From the ground, up.

Q? What happens when you put corner shops and the post office together?

A. in China you create a retail network which rivals major brands for supremacy. 

Q. What happens when you put a community provider and a bunch of GPs together?

A. Usually nothing, they just "work together" it's like working apart, but you tell people you are working together. 

I know there's a lot riding on the new models of care programme, but I don't think that anywhere has really created the synergy that exists between corner shops and post office in China. 

I say this because fundamentally the organisational structures still remain, cultures still survive, "referrals" are still required and demarcation defines access. 

So, if I had the chance to design primary care from the ground up how would it look?

Firstly, there is no one size fits all. 

Dependant on activation, need (health and care), social segmentation and personal choice our consumer fit will vary greatly.

Recent work in my own practice neatly illustrates that people who use out of hours services are not people who couldn't get access to the day time GP, they are people who access out of hours services. some people choose to make the accident and emergency department their medical home, others choose out of hours GPS, most choose their GP, but even there the choice is a myriad of all alike, none the same complex choices.

Secondly, increasing need creates increasing fragmentation. 

When you are well or have a mild to moderate health need there's a good chance a single provider will manage your care. But with increasing illness and frailty your attendant providers increase in number and each new interface offers a barrier to communication and knowledge. 

So how could it be?  What would the alternative to fragmentation be? I think that the answer is actually pretty clear. The idea that existing General Practictioners can keep up to speed on their populations health, their patients care, their organisational sustainability, their extended team members in different organisations, and the overall responsibilities of cradle to grave care is no longer tenable.

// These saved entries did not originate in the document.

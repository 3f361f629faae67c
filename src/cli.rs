#[derive(clap::Parser, Debug)]
#[clap(about, long_about = None)]
pub(crate) struct Cli {
    /// Expression to evaluate; multiple words are joined with spaces.
    /// Reads expressions from stdin when omitted (type `exit` to quit).
    pub expression: Vec<String>,
}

Equally risible is the Dr Informed mentality of abrogating personal, professional responsibility because the GP has been informed. The storm of data flooding the doors of most general practices is clearly beyond the capacity of a decreasing number of practitioners to process, analyse and act upon.

So here's the deal. 

Dismember practices, dismember community trusts, work on the basis that 2000 people, 2 GPs,6 Nurses, 20 paid carers dozens of family and community based carers plus admin constitute a medical team. That all professionals access the same care record, that the record is supported by data mining and social prescribing to promote health and community cohesion.

This team does not work in isolation, they are supported by an infrastructure covering a million patients, the remains of what used to be hospitals, with specialists whose purpose is to intervene when needs arise beyond the medical team. The intervention is not necessarily face to face, or one to one, remote group consultations supported by a clinical facilitator will educate and share knowledge with groups of patients and carers whose shared experience acts as a reservoir of community support and care. Can't remember what the specialist said? - ask Mabel she was writing it down, or play back the recording, it's on your phone. 

Taking  this to its limit the ownership of health resource passes to the community. The custodianship of resource is a shared endeavour.

Is is this too far? Is this too flawed?  I don't know, but it must be worth a new model of care.